Beyond Haswell-E, rumor has it we can expect the 14nm Broadwell in 2015, which will then give way to Skylake.
 
just like the current gen z67/z77 vs x79 , most users will still be better of staying with the lower chipset . My z87 will do more that I need
 
If there will be 8 core then price will be really high so almost noone will buy it anyway. It's probably also designed for new chipset and DDR4. Since there is integrated memory controller then I don't know if standard 2011 boards are going to support these cpus. But that's for 2014 and I wouldn't be surprised if Intel delays it again ( or find some bugs like in any other series in last couple of years :p )

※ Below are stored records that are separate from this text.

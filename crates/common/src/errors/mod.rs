//! Rendering of error chains.

mod private {
    use eyre::Chain;
    use std::error::Error;

    pub trait ErrorChain {
        fn chain(&self) -> Chain<'_>;
    }

    impl ErrorChain for dyn Error + 'static {
        fn chain(&self) -> Chain<'_> {
            Chain::new(self)
        }
    }

    impl ErrorChain for eyre::Report {
        fn chain(&self) -> Chain<'_> {
            self.chain()
        }
    }
}

/// Displays a chain of errors in a single line.
pub fn display_chain<E: private::ErrorChain + ?Sized>(error: &E) -> String {
    dedup_chain(error).join("; ")
}

/// Messages of `error` and all of its sources, dropping a source when the message above it
/// already embeds it (`replay failed: nonce mismatch; nonce mismatch` → `replay failed: nonce
/// mismatch`).
pub fn dedup_chain<E: private::ErrorChain + ?Sized>(error: &E) -> Vec<String> {
    let mut messages: Vec<String> =
        error.chain().map(|cause| cause.to_string().trim().to_string()).collect();
    messages.dedup_by(|next, prev| prev.contains(next.as_str()));
    messages
}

One good thing is unlocked 4820K CPU which will be for sure popular.
 
Time will tell if this is right or wrong of course. VR-Zone does have a decent record but has been wrong before. Every other site that I've seen quotes VR-Zone as their source. To me it doesn't make sense that Haswell-E would have DDR4 if Haswell itself does not. The enthusiast platform so far has been Xeons with cores disabled. To me that brings forth four possibilities:

1. They're bringing DDR4 to the server environment. Possible but unlikely.
2. Haswell-E is designed from the ground up to be part of the enthusiast platform and will be the first to support DDR4 - also possible but also unlikely. It does say in the "leak" that it is the first but that would mean it's the first of its kind.
3. This is actually Broadwell-E. I feel this is the most likely. It would make sense to launch other processors capable of DDR4. That way there's enough demand to encourage companies to start and then increase production of DDR4.
4. This is complete and utter bullcrap from John the forum troll.

As I said though we shall see but I think choice 3 is most likely. As a sidenote the author on his facebook posted "Troll life — feeling sad." a couple of days after he made his freelance post on VR-Zone. He also likes iOS 7. Credible source? ;)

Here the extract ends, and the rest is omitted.